In their recent report, “Standing Up for the Environment: Trade for a Greener World,” the Office of the United States Trade Representative and the United States Department of State highlighted how “strong environmental provisions in our trade agreements can play a vital role” in facing global environment and climate challenges. The report used Morocco as one of five case studies, citing:
The United States and Morocco signed a free trade agreement on June 15, 2004 and the agreement went into effect on January 1, 2006. The agreement included one enforceable provision—the requirement to “effectively enforce your own environmental laws.”

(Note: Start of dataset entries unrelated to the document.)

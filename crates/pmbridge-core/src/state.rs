//! Device-wide state owned by the main control loop

use log::{info, warn};

use crate::frame::FrameParser;
use crate::measurement::Measurement;

#[derive(Debug, Clone, Copy, PartialEq, Eq)]
pub enum RunState {
    Disconnected,
    ConnectedIdle,
    ConnectedNotifying,
    /// Latched. Only a device reset leaves this state.
    Abnormal,
}

/// Connection changes reported by the BLE stack.
#[derive(Debug, Clone, Copy, PartialEq, Eq)]
pub enum ConnectionEvent {
    Connected,
    Disconnected,
}

/// Main device state container
///
/// Holds the connection flag, the abnormal latch, the latest measurement and
/// the frame parser. The main loop owns it and lends it to the scheduler.
#[derive(Debug, Clone, Default)]
pub struct DeviceState {
    connected: bool,
    notifying: bool,
    abnormal: bool,
    measurement: Measurement,
    parser: FrameParser,
}

impl DeviceState {
    pub const fn new() -> Self {
        Self {
            connected: false,
            notifying: false,
            abnormal: false,
            measurement: Measurement::new(0.0),
            parser: FrameParser::new(),
        }
    }

    pub fn run_state(&self) -> RunState {
        if self.abnormal {
            RunState::Abnormal
        } else if !self.connected {
            RunState::Disconnected
        } else if self.notifying {
            RunState::ConnectedNotifying
        } else {
            RunState::ConnectedIdle
        }
    }

    /// Apply a connection event from the BLE stack.
    pub fn apply(&mut self, event: ConnectionEvent) {
        match event {
            ConnectionEvent::Connected => {
                info!("Central connected");
                self.connected = true;
            }
            ConnectionEvent::Disconnected => {
                info!("Central disconnected");
                self.connected = false;
                self.notifying = false;
            }
        }
    }

    /// Latch the abnormal state. All further ticks are skipped until reset.
    pub fn latch_abnormal(&mut self) {
        if !self.abnormal {
            warn!("Abnormal state latched, notifications stopped until reset");
        }
        self.abnormal = true;
        self.notifying = false;
    }

    pub fn is_connected(&self) -> bool {
        self.connected
    }

    pub fn is_abnormal(&self) -> bool {
        self.abnormal
    }

    /// Whether a tick should drain serial input and notify.
    pub fn is_active(&self) -> bool {
        self.connected && !self.abnormal
    }

    pub fn measurement(&self) -> Measurement {
        self.measurement
    }

    /// Run one serial byte through the parser, keeping the newest reading.
    pub fn ingest(&mut self, byte: u8) -> Option<Measurement> {
        let m = self.parser.feed(byte)?;
        self.measurement = m;
        Some(m)
    }

    pub(crate) fn set_notifying(&mut self, notifying: bool) {
        self.notifying = notifying && self.is_active();
    }
}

To support environmental cooperation under the FTA, the United States and Morocco also signed a Joint Statement on Environmental Cooperation on June 1, 2004.The United States has provided substantial environmental capacity building support and technical assistance to Morocco, under the FTA and the accompanying Cooperation Statement, focused on strengthening Morocco’s environmental institutions and policies, promoting green growth, enhancing biodiversity conservation and improving management of protected areas and ecosystems, and promoting transparenc and public participation in environmental decision-making.
The report offers nut farmers as a specific example of capacity building support:
With United States government support, the High Atlas Foundation is helping Morocco “green” its production of walnuts and almonds. According to the High Atlas Foundation, this initiative has resulted not only in the first certified organic nut products in Morocco, but has created a scalable model to develop the green economy in Morocco and support future sustainable projects. In total, approximately 700 walnut farmers received organic certification.